◆ RECORDED DATA
#[async_trait]
impl Telephony for RingCentralClient {
    async fn list_extensions(&self) -> Result<Vec<ExtensionEntry>, SyncError> {
        let url = format!(
            "{}/restapi/v1.0/account/{}/extension",
            self.config.api_url, self.config.account_id
        );
        let params = [("status", "Enabled".to_string())];

        let records = self
            .fetch_all_pages(&url, &params, EXTENSIONS_PER_PAGE)
            .await?;

        let mut entries = Vec::with_capacity(records.len());
        for record in records {
            match serde_json::from_value::<ExtensionEntry>(record) {
                Ok(entry) => entries.push(entry),
                Err(e) => warn!(error = %e, "skipping malformed extension record"),
            }
        }

        Ok(entries)
    }

    async fn list_call_log(
        &self,
        extension_id: &str,
        from: DateTime<Utc>,
        to: DateTime<Utc>,
    ) -> Result<Vec<CallEvent>, SyncError> {
        let url = format!(
            "{}/restapi/v1.0/account/{}/extension/{}/call-log",
            self.config.api_url, self.config.account_id, extension_id
        );
        let params = [
            ("dateFrom", from.to_rfc3339_opts(SecondsFormat::Secs, true)),
            ("dateTo", to.to_rfc3339_opts(SecondsFormat::Secs, true)),
            ("direction", "Inbound".to_string()),
            ("type", "Voice".to_string()),
            ("view", "Detailed".to_string()),
            ("withRecording", "true".to_string()),
        ];

        let records = self.fetch_all_pages(&url, &params, CALL_LOG_PER_PAGE).await?;

        let mut events = Vec::with_capacity(records.len());
        for record in records {
            match CallEvent::from_raw(record) {
                Ok(event) => events.push(event),
                Err(e) => warn!(error = %e, "skipping malformed call record"),
            }
        }

        Ok(events)
    }

    async fn fetch_recording(&self, recording_id: &str) -> Result<RecordingContent, SyncError> {
        let url = format!(
            "{}/restapi/v1.0/account/{}/recording/{}/content",
            self.config.media_url, self.config.account_id, recording_id
        );

        let mut attempt = 0u32;
        loop {
            let token = self.ensure_token().await?;
            let response = self
                .http
                .get(&url)
                .bearer_auth(&token)
                .send()
                .await
                .map_err(transient)?;

            let status = response.status();
            if status == StatusCode::TOO_MANY_REQUESTS {
                // Rate limits do not consume a retry attempt.
                let wait = retry_after(response.headers());
                warn!(seconds = wait.as_secs(), recording_id, "media rate limit, waiting");
                sleep(wait).await;
                continue;
            }
            if status.is_success() {
                let content_type = response
                    .headers()
                    .get(CONTENT_TYPE)
                    .and_then(|v| v.to_str().ok())
                    .unwrap_or("application/octet-stream")
                    .to_string();
                let bytes = response.bytes().await.map_err(transient)?;
                return Ok(RecordingContent {
                    bytes: bytes.to_vec(),
                    content_type,
                });
            }

            attempt += 1;
            if attempt >= RECORDING_ATTEMPTS {
                return Err(SyncError::Transient(format!(
                    "recording {recording_id} download failed after {attempt} attempts: {status}"
                )));
            }
            let delay = RECORDING_RETRY_DELAY * 2u32.pow(attempt - 1);
            warn!(recording_id, %status, retry_in = delay.as_secs(), "recording download failed");
            sleep(delay).await;
        }
    }
}

fn transient(e: reqwest::Error) -> SyncError {
    SyncError::Transient(e.to_string())
}

fn retry_after(headers: &HeaderMap) -> Duration {
    headers
        .get(RETRY_AFTER)
        .and_then(|v| v.to_str().ok())
        .and_then(|s| s.trim().parse::<u64>().ok())
        .map(Duration::from_secs)
        .unwrap_or(DEFAULT_RETRY_AFTER)
}
//! Pipeline error type.

use thiserror::Error;

/// Errors surfaced by a sync pass.
#[derive(Debug, Error)]
pub enum PipelineError {
    #[error(transparent)]
    Database(#[from] database::DatabaseError),

    #[error(transparent)]
    Sync(#[from] pipeline_core::SyncError),
}

pub type Result<T> = std::result::Result<T, PipelineError>;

◆ DESCRIPTION OF THE TASK
Among the lines of the material, find those holding the word "malformed" and return them.

◆ FINISHED EXERCISE
                Err(e) => warn!(error = %e, "skipping malformed extension record"),
                Err(e) => warn!(error = %e, "skipping malformed call record"),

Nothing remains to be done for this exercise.